NASA Television to Air Space Station Soyuz Landing

 
 

WASHINGTON -- NASA Television will provide live coverage May 12-14 as three crew members aboard the International Space Station end five months in orbit and return to Earth for a scheduled landing May 13.

Expedition 35 Commander Chris Hadfield of the Canadian Space Agency, Tom Marshburn of NASA and Roman Romanenko of the Russian Federal Space Agency (Roscosmos) will undock their Soyuz TMA-07M spacecraft from the station at 7:08 p.m. EDT May 13, heading for a landing on the steppe of Kazakhstan southeast of Dzhezkazgan at 10:31 p.m. (8:31 a.m. Kazakh time, May 14). They will have spent 146 days in space since their Dec. 19 launch from Kazakhstan.

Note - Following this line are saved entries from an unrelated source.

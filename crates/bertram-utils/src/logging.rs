//! # Logging Utilities
//!
//! Logging infrastructure for Bertram using `tracing`.
//!
//! Reports go to stdout, so every console layer configured here writes to
//! stderr. This module provides:
//! - Pretty (development) and JSON (machine-readable) output
//! - Environment variable configuration
//! - An explicit level override for the `--log-level` flag
//! - Optional file output through `tracing-appender`
//!
//! ## Quick Start
//!
//! ```rust,no_run
//! use bertram_utils::init_logging;
//!
//! // Keep the guard alive for as long as file output should be flushed
//! let _guard = init_logging(None).expect("Failed to initialize logging");
//!
//! tracing::info!("Application started");
//! ```
//!
//! ## Environment Variables
//!
//! - `RUST_LOG`: Log filter (e.g., `RUST_LOG=debug`, `RUST_LOG=bertram_core=trace`)
//! - `BERTRAM_LOG_FORMAT`: Output format (`json` or `pretty`, default: `pretty`)
//! - `BERTRAM_LOG_FILE`: Optional log file path; a directory gets a dated
//!   `YYYY-MM-DD-bertram.log` inside it

use std::path::{Path, PathBuf};
use std::str::FromStr;
use std::{env, io};

use chrono::Utc;
use tracing::Level;
use tracing_appender::non_blocking::WorkerGuard;
use tracing_subscriber::fmt::time::ChronoUtc;
use tracing_subscriber::fmt::{self};
use tracing_subscriber::layer::SubscriberExt;
use tracing_subscriber::util::SubscriberInitExt;
use tracing_subscriber::{EnvFilter, Layer, Registry};

/// Environment variable selecting the output format
pub const LOG_FORMAT_ENV: &str = "BERTRAM_LOG_FORMAT";

/// Environment variable naming the log file
pub const LOG_FILE_ENV: &str = "BERTRAM_LOG_FILE";

type BoxedLayer = Box<dyn Layer<Registry> + Send + Sync>;

/// Log output format
#[derive(Debug, Clone, Copy, PartialEq, Eq)]
pub enum LogFormat
{
    /// Pretty-printed, human-readable format (default)
    Pretty,
    /// JSON lines
    Json,
}

impl FromStr for LogFormat
{
    type Err = LoggingError;

    fn from_str(s: &str) -> Result<Self, Self::Err>
    {
        match s.to_lowercase().as_str() {
            "pretty" | "dev" | "development" => Ok(LogFormat::Pretty),
            "json" | "prod" | "production" => Ok(LogFormat::Json),
            _ => Err(LoggingError::InvalidFormat(s.to_string())),
        }
    }
}

/// Log level
#[derive(Debug, Clone, Copy, PartialEq, Eq)]
pub enum LogLevel
{
    Error,
    Warn,
    /// Default when nothing else is configured
    Info,
    Debug,
    /// Per stack candidate output from the scanner
    Trace,
}

impl From<LogLevel> for Level
{
    fn from(level: LogLevel) -> Self
    {
        match level {
            LogLevel::Error => Level::ERROR,
            LogLevel::Warn => Level::WARN,
            LogLevel::Info => Level::INFO,
            LogLevel::Debug => Level::DEBUG,
            LogLevel::Trace => Level::TRACE,
        }
    }
}

impl FromStr for LogLevel
{
    type Err = LoggingError;

    fn from_str(s: &str) -> Result<Self, Self::Err>
    {
        match s.to_lowercase().as_str() {
            "error" | "err" => Ok(LogLevel::Error),
            "warn" | "warning" => Ok(LogLevel::Warn),
            "info" => Ok(LogLevel::Info),
            "debug" | "dbg" => Ok(LogLevel::Debug),
            "trace" => Ok(LogLevel::Trace),
            _ => Err(LoggingError::InvalidLevel(s.to_string())),
        }
    }
}

/// Keeps the background file writer alive
///
/// Dropping it flushes and stops file output. Console output is unaffected.
#[must_use = "dropping the guard stops file logging"]
pub struct LoggingGuard
{
    _file: Option<WorkerGuard>,
}

/// Initialize logging from the environment
///
/// Priority for the filter:
/// 1. `level`, when given (from `--log-level`)
/// 2. `RUST_LOG` (supports module filters like `bertram_core=debug`)
/// 3. `warn`
///
/// The format comes from `BERTRAM_LOG_FORMAT`; an unrecognised value falls
/// back to pretty output.
///
/// ## Errors
///
/// Returns an error if a global subscriber is already installed or the log
/// file cannot be created.
pub fn init_logging(level: Option<LogLevel>) -> Result<LoggingGuard, LoggingError>
{
    let format = env::var(LOG_FORMAT_ENV)
        .ok()
        .and_then(|s| LogFormat::from_str(&s).ok())
        .unwrap_or(LogFormat::Pretty);
    let log_file = env::var_os(LOG_FILE_ENV).map(PathBuf::from);

    init_logging_with(format, level, log_file.as_deref())
}

/// Initialize logging with an explicit format and optional file
///
/// ## Errors
///
/// See [`init_logging`].
pub fn init_logging_with(
    format: LogFormat,
    level: Option<LogLevel>,
    log_file: Option<&Path>,
) -> Result<LoggingGuard, LoggingError>
{
    let mut layers: Vec<BoxedLayer> = vec![console_layer(format, build_filter(level))];

    let guard = match log_file {
        Some(path) => {
            let path = resolve_log_file(path)?;
            let file_appender = tracing_appender::rolling::never(
                path.parent().unwrap_or_else(|| Path::new(".")),
                path.file_name().unwrap_or_default(),
            );
            let (non_blocking, guard) = tracing_appender::non_blocking(file_appender);
            layers.push(file_layer(format, non_blocking, build_filter(level)));
            Some(guard)
        }
        None => None,
    };

    Registry::default()
        .with(layers)
        .try_init()
        .map_err(|err| LoggingError::InitializationFailed(err.to_string()))?;

    Ok(LoggingGuard { _file: guard })
}

fn build_filter(level: Option<LogLevel>) -> EnvFilter
{
    match level {
        Some(level) => EnvFilter::new(Level::from(level).to_string()),
        None => EnvFilter::try_from_default_env().unwrap_or_else(|_| EnvFilter::new(Level::WARN.to_string())),
    }
}

fn console_layer(format: LogFormat, filter: EnvFilter) -> BoxedLayer
{
    match format {
        LogFormat::Pretty => fmt::layer()
            .with_target(true)
            .with_thread_names(true)
            .with_timer(ChronoUtc::rfc_3339())
            .with_ansi(true)
            .with_writer(io::stderr)
            .with_filter(filter)
            .boxed(),
        LogFormat::Json => fmt::layer()
            .json()
            .with_target(true)
            .with_thread_names(true)
            .with_file(true)
            .with_line_number(true)
            .with_timer(ChronoUtc::rfc_3339())
            .with_current_span(true)
            .with_span_list(true)
            .with_writer(io::stderr)
            .with_filter(filter)
            .boxed(),
    }
}

fn file_layer(format: LogFormat, writer: tracing_appender::non_blocking::NonBlocking, filter: EnvFilter) -> BoxedLayer
{
    match format {
        LogFormat::Pretty => fmt::layer()
            .with_writer(writer)
            .with_target(true)
            .with_thread_names(true)
            .with_file(true)
            .with_line_number(true)
            .with_timer(ChronoUtc::rfc_3339())
            .with_ansi(false)
            .with_filter(filter)
            .boxed(),
        LogFormat::Json => fmt::layer()
            .json()
            .with_writer(writer)
            .with_target(true)
            .with_thread_names(true)
            .with_file(true)
            .with_line_number(true)
            .with_timer(ChronoUtc::rfc_3339())
            .with_current_span(true)
            .with_span_list(true)
            .with_filter(filter)
            .boxed(),
    }
}

/// Expand a directory into a dated file inside it, creating the directory as needed
fn resolve_log_file(path: &Path) -> Result<PathBuf, LoggingError>
{
    if path.is_dir() {
        let today = Utc::now().format("%Y-%m-%d");
        return Ok(path.join(format!("{today}-bertram.log")));
    }
    if let Some(parent) = path.parent().filter(|p| !p.as_os_str().is_empty()) {
        std::fs::create_dir_all(parent)?;
    }
    Ok(path.to_path_buf())
}

/// Logging initialization error
#[derive(Debug, thiserror::Error)]
pub enum LoggingError
{
    /// Invalid log format
    #[error("Invalid log format: {0}. Use 'pretty' or 'json'")]
    InvalidFormat(String),

    /// Invalid log level
    #[error("Invalid log level: {0}. Use 'error', 'warn', 'info', 'debug', or 'trace'")]
    InvalidLevel(String),

    /// Failed to initialize logging
    #[error("Failed to initialize logging: {0}")]
    InitializationFailed(String),

    /// File logging error
    #[error("File logging error: {0}")]
    FileError(#[from] io::Error),
}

Undocking will mark the official start of Expedition 36 under the command of Pavel Vinogradov of Roscosmos. Vinogradov and his crewmates, Chris Cassidy of NASA and Russian cosmonaut Alexander Misurkin, will tend to the station as a three-person crew for two weeks until the arrival of three new crew members, NASA astronaut Karen Nyberg, Russian cosmonaut Fyodor Yurchikhin and Luca Parmitano of the European Space Agency.

NASA TV coverage will begin Sunday, May 12, with the change of command ceremony between Hadfield and Vinogradov. Coverage will continue May 13 and 14 with Expedition 35 landing and post-landing activities.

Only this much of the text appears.